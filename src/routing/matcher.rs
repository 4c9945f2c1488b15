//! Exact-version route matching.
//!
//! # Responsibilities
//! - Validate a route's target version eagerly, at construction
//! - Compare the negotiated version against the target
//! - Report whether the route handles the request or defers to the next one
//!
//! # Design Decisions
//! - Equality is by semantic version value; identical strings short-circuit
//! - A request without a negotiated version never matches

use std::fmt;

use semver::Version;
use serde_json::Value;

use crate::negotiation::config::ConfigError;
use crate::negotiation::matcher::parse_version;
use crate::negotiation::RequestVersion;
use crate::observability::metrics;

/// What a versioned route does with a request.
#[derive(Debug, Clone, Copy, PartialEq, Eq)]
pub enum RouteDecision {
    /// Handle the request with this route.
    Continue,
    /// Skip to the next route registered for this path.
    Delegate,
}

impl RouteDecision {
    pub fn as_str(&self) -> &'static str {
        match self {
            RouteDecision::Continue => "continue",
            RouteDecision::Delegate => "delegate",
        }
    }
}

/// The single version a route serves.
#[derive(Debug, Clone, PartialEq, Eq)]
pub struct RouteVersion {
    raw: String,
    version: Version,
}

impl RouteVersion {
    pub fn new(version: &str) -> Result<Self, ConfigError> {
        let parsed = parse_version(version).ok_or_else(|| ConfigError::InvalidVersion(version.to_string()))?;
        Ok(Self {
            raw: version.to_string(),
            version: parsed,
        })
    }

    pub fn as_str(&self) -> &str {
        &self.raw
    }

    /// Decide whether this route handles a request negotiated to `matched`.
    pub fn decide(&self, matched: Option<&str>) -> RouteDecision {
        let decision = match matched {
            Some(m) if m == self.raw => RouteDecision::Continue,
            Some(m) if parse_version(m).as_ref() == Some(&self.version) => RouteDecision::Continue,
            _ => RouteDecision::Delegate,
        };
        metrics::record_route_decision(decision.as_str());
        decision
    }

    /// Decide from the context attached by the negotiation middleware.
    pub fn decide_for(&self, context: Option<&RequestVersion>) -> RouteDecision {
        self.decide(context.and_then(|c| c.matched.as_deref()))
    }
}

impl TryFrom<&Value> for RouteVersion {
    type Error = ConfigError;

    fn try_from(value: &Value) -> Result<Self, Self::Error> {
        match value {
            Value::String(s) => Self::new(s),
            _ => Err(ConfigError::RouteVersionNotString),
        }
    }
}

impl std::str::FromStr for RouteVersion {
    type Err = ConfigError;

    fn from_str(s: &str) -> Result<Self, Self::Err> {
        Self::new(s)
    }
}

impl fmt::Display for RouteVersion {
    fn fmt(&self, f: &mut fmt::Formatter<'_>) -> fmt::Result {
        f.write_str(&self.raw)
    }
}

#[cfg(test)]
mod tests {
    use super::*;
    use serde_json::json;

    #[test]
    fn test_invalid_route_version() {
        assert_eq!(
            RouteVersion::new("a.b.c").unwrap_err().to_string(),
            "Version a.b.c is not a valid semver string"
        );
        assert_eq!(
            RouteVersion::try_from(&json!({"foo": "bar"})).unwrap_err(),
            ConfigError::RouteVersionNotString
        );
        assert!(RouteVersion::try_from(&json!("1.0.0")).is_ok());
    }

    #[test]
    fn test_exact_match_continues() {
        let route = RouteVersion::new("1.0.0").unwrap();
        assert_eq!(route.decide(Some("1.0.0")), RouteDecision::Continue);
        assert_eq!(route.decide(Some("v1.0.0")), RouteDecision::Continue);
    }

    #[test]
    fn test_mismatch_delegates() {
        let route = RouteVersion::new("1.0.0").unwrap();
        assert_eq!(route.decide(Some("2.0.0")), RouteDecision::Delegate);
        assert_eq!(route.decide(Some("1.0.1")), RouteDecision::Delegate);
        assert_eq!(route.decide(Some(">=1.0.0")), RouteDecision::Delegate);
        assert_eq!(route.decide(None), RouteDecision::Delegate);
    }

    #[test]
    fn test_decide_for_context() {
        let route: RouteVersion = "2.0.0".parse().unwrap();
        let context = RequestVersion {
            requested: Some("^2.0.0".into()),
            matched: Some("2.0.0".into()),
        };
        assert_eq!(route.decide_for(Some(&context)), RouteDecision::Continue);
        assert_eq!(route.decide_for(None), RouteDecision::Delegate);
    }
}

▶ [The problem]
How many lines of the entries contain the word "Option"? Only the number is wanted.

▶ [Exercise output]
2